• Skjelåtinden
  • 1637 m
  • Primary factor 970 m
  • Nordland, Norway
  • Location: North 66.73217, East 014.41683 (from map)
  • Difficulty: YDS class 3.
  • Climbed August 10. 2020.


How to get there:
With the city of Bodø as a point of reference, there are two options. One can drive Hwy. 80 towards Fauske, then E-6 to Rognan and then fork right on Hwy. 812 about 2 kilometer south of Rognan. The alternative is to turn right on Hwy. 17 shortly after crossing a big bridge while leaving Bodø on Hwy. 80. Continue on Hwy. 17 just past the bridge across Saltstraumen, then fork left on Hwy. 812.
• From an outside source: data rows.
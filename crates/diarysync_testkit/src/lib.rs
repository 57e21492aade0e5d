//! # diarysync Testkit
//!
//! Test utilities for diarysync.
//!
//! This crate provides:
//! - Temporary stores that clean up after themselves
//! - Property-based generators for records and record sets
//!
//! ## Usage
//!
//! ```rust,ignore
//! use diarysync_testkit::prelude::*;
//!
//! #[test]
//! fn test_with_store() {
//!     let store = TempFileStore::new();
//!     // ... store operations, then store.reopen()
//! }
//! ```

#![deny(unsafe_code)]
#![warn(missing_docs)]

pub mod fixtures;
pub mod generators;

/// Prelude module for convenient imports
pub mod prelude {
    pub use crate::fixtures::*;
    pub use crate::generators::*;
}

pub use fixtures::*;
pub use generators::*;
Either way, you arrive near the small plase Kåsmo, where Hwy. 813 runs west at the north side of lake Kykkelvatnet. Follow Hwy. 813 across the local mountain to Storjord. Immediately after crossing the river, turn left on Hwy. 7454 which will take you into the Beiarndalen valley. This is a pretty long valley, you will eventually continue on a slightly rougher road and cross 2 gates in place because of goats. (Open and close these gates manually.) Continue until near location N66.7125, E14.5050, where a bridge crosses the river to your right while you find a fenced in parking area directly ahead. Open the small gate and park inside the fence, this protects your car against the goats in the area.
Route description:
The main challenge of this climb is to find a good way ascending the first 400 vertical meter to the neighborhood of a small lake (with a small concrete dam). Cross the bridge from the parking and head uphill while moving right. The best route is to move up into the small valley formed by the Fonneelva creek. Most likely, some pretty unavoidable bushwack among birchtrees as well. As you gain a couple of hundred vertical (meter) the terrain improves and one may turn more left and ascend west as soon as this is feasible.
The river feeding the small lake may be crossed (check and be careful!) on a snow bridge. Next, ascend the ridge to point 1185m. Finally, a first view of the peak. The terrain is easy and very nice to walk. Continue to point 1341m, from here you will see the rest of the route. First, descend to the saddle, then continue along the rocks on the ridge to the summit.
An alternative, that may be somewhat more convenient is to follow the snow, staying slightly right of the ridge. This is a glacier and there are a few crevasses. Care and experience needed. In this way, one may avoid almost all the rocks, however crampons and an ice axe should be carried.
I stayed in the nice DNT hut Beiarstua, a perfect place in order to climb this mountain. I got up shortly after 0600, breakfast then cleaning the hut before departure. A short drive up the valley and a nice parking area, properly fenced in to protect the cars from all the goats in the area.
Ready to go by 0800, I had not fully decided how to get up the first steep hill full of small cliffs and birch trees. I ended up on some sort of zig-zag more or less directly uphill. This was not a good choice, I had to do several short back-tracks after getting into steep terrain. There was a solid snow bridge across the river very close to the small concrete dam. Next, several long snow slopes brought me up to the first small summit point. Easy walking from there to the second summit point as well as the gentle downhill slope to the connecting saddle to Skjelåtinden. I decided to walk on the edge of the glacier next to the rocky ridge most of the way. Finally, some small effort among the rocks on the final, slightly steeper ridge. Arriving at the cairn at 1140, beautiful weather and clear views in all directions.
The summit was a good place to be on such a nice day. A good view south to the Svartisen glacier. The distinct valley between the west and east glacier could also be seen, it brought back memories more than 45 years ago, when I had a very bad experience hiking there. Looking more east, Ølfjellet, the closest higher peak, it took me two tries to climb it.
I signed the summit register and noticed that only 2 parties had been here before me in 2020. After 30 minutes, I started back down. Since I carried my axe and crampons, I decided to descend on the glacier, avoiding all the rocks on the final, steeper section. This was a good plan, nice and easy.
Easy going until I started descending the snow above the small concrete dam. I crossed the river at the higher (and larger) snow bridge. A final look back up the valley to the peak, then focus on how to descend the lower part. The plan was to descend more north and hopefully find a more friendly way down. A last view up the valley to the peak, before following a steepish snow patch that got me down near the creek Fonneelva. The plan worked well until I got entangeled in dense birch bushwacking. Well, it came to and end and the final stretch back down to the parking was easier.